En este contexto, la investigadora del IQAC y primera firmante del estudio, Mireia Casasampere, explica que “el proceso convencional funciona como un sistema de recogida de residuos: primero se etiquetan los 'residuos' con unidades de ubiquitina y, después, se transporta hasta la planta de reciclaje: el proteasoma”. “Sin embargo, este sistema puede, en ocasiones, no ser del todo eficiente, ya que depende de varios pasos intermedios desde el etiquetaje de la proteína hasta su eliminación”, ha puntualizado.

Envío directo de proteínas al proteasoma

Frente a estas limitaciones, la investigación plantea sortear la fase de etiquetado y dirigir las proteínas directamente al proteasoma. “En este caso, llevamos las proteínas directamente al sistema de reciclaje celular”, ha recalcado la investigadora del IQAC, Tania Roda. Para ello se han diseñado y sintetizado nuevas moléculas de tipo 'Protac' capaces de conducir al proteasoma dos proteínas de gran relevancia en cáncer, sin necesidad de la etapa intermedia de ubiquitinación.

Se trata de “IMPDH2”, una enzima esencial en la replicación celular y, por tanto, vinculada al crecimiento tumoral, y “CERT1”, una proteína y transportador lipídico implicada en procesos de muerte de células tumorales. Las moléculas 'Protacs' obtenidas son modulares: un dominio reconoce la proteína que se desea eliminar (“IMPDH2” o “CERT1”) y el otro se une a una subunidad del proteasoma (“USP14”) que modula su actividad.

“Son moléculas de alta afinidad que se enlazan a la proteína diana y la vehiculizan hasta el lugar preciso donde serán degradadas y destruidas”, ha avanzado Farbriàs, al describir un mecanismo de acción “más simple y eficiente” cuyo efecto final es “la inactivación de la célula tumoral, que no puede replicarse más, o bien la muerte celular por apoptosis”.

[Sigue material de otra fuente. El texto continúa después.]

fn decode_proving_key_inner(bytes: &[u8]) -> Result<ProvingKey, CodecError> {
    let envelope = Envelope::from_bytes_expecting(bytes, ArtifactKind::ProvingKey)?;
    let mut reader = envelope.payload.as_slice();

    let circuit_len = to_usize(u64::deserialize_compressed(&mut reader)?)?;
    if circuit_len > reader.len() {
        return Err(CodecError::Inconsistent("circuit length exceeds payload".to_string()));
    }
    let (circuit_bytes, rest) = reader.split_at(circuit_len);
    let circuit = CircuitDescriptor::<Fr>::from_bytes(circuit_bytes)?;
    reader = rest;
    if circuit.circuit_id() != envelope.circuit_id {
        return Err(CodecError::CircuitIdMismatch);
    }

    let domain_size = to_usize(u64::deserialize_compressed(&mut reader)?)?;
    let pk = ProvingKey {
        circuit: Arc::new(circuit),
        circuit_id: envelope.circuit_id,
        domain_size,
        alpha_g1: G1Affine::deserialize_compressed(&mut reader)?,
        beta_g1: G1Affine::deserialize_compressed(&mut reader)?,
        beta_g2: G2Affine::deserialize_compressed(&mut reader)?,
        delta_g1: G1Affine::deserialize_compressed(&mut reader)?,
        delta_g2: G2Affine::deserialize_compressed(&mut reader)?,
        a_query: read_vec(&mut reader)?,
        b_g1_query: read_vec(&mut reader)?,
        b_g2_query: read_vec(&mut reader)?,
        h_query: read_vec(&mut reader)?,
        l_query: read_vec(&mut reader)?,
    };
    finish(reader)?;
    pk.check_shape()
        .map_err(|e| CodecError::Inconsistent(e.to_string()))?;
    Ok(pk)
}

/// Decode a proving key; any failure is [`ProofEngineError::MalformedKey`]
pub fn decode_proving_key(bytes: &[u8]) -> Result<ProvingKey, ProofEngineError> {
    decode_proving_key_inner(bytes).map_err(|e| ProofEngineError::MalformedKey(e.to_string()))
}

/// Encode a verifying key
pub fn encode_verifying_key(vk: &VerifyingKey) -> Result<Vec<u8>, ProofEngineError> {
    let payload =
        verifying_key_payload(vk).map_err(|e| ProofEngineError::MalformedKey(e.to_string()))?;
    Ok(Envelope {
        kind: ArtifactKind::VerifyingKey,
        circuit_id: vk.circuit_id,
        payload,
    }
    .to_bytes())
}

fn decode_verifying_key_inner(bytes: &[u8]) -> Result<VerifyingKey, CodecError> {
    let envelope = Envelope::from_bytes_expecting(bytes, ArtifactKind::VerifyingKey)?;
    let mut reader = envelope.payload.as_slice();

    let vk = VerifyingKey {
        circuit_id: envelope.circuit_id,
        num_public_inputs: to_usize(u64::deserialize_compressed(&mut reader)?)?,
        alpha_g1: G1Affine::deserialize_compressed(&mut reader)?,
        beta_g2: G2Affine::deserialize_compressed(&mut reader)?,
        gamma_g2: G2Affine::deserialize_compressed(&mut reader)?,
        delta_g2: G2Affine::deserialize_compressed(&mut reader)?,
        gamma_abc_g1: read_vec(&mut reader)?,
    };
    finish(reader)?;
    vk.check_shape()
        .map_err(|e| CodecError::Inconsistent(e.to_string()))?;
    Ok(vk)
}

/// Decode a verifying key; any failure is [`ProofEngineError::MalformedKey`]
pub fn decode_verifying_key(bytes: &[u8]) -> Result<VerifyingKey, ProofEngineError> {
    decode_verifying_key_inner(bytes).map_err(|e| ProofEngineError::MalformedKey(e.to_string()))
}

/// Encode a proof bound to `circuit_id`
pub fn encode_proof(proof: &Proof, circuit_id: &[u8; CIRCUIT_ID_BYTES]) -> Result<Vec<u8>, ProofEngineError> {
    let mut payload = Vec::with_capacity(proof.compressed_size());
    proof
        .serialize_compressed(&mut payload)
        .map_err(|e| ProofEngineError::MalformedProof(e.to_string()))?;
    Ok(Envelope {
        kind: ArtifactKind::Proof,
        circuit_id: *circuit_id,
        payload,
    }
    .to_bytes())
}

Los ensayos realizados con líneas celulares cancerosas “han demostrado la efectividad y el potencial de esta nueva estrategia de degradación dirigida, evitando algunas de las limitaciones de las tecnologías existentes, que dependen de mecanismos celulares específicos que no siempre funcionan correctamente en determinados contextos patológicos”, han expuesto los investigadores.

De hecho, “los resultados sugieren que al eliminar 'CERT1', las células tumorales recuperan la sensibilidad a algunos tratamientos de quimioterapia”. “Si se bloquea 'CERT1' en algunos carcinomas, la quimioterapia puede volver a funcionar”, ha afirmado Crosas, quien advierte de que los datos “son muy preliminares”, pero “abren una posible vía para que los tumores vuelvan a responder a los tratamientos, reduciéndose la resistencia, un problema muy común en cáncer”.

En esta línea, ha recordado que “en algunos tipos de cáncer, entre el 60 y el 90 por ciento de los pacientes pueden desarrollar resistencia a la quimioterapia, una situación que se puede agravar en casos de metástasis”. Por este motivo, el equipo centra ahora sus esfuerzos “en optimizar estas moléculas para mejorar su eficacia y especificidad, así como en explorar su aplicación en modelos más avanzados con vistas a una posible aplicación clínica”.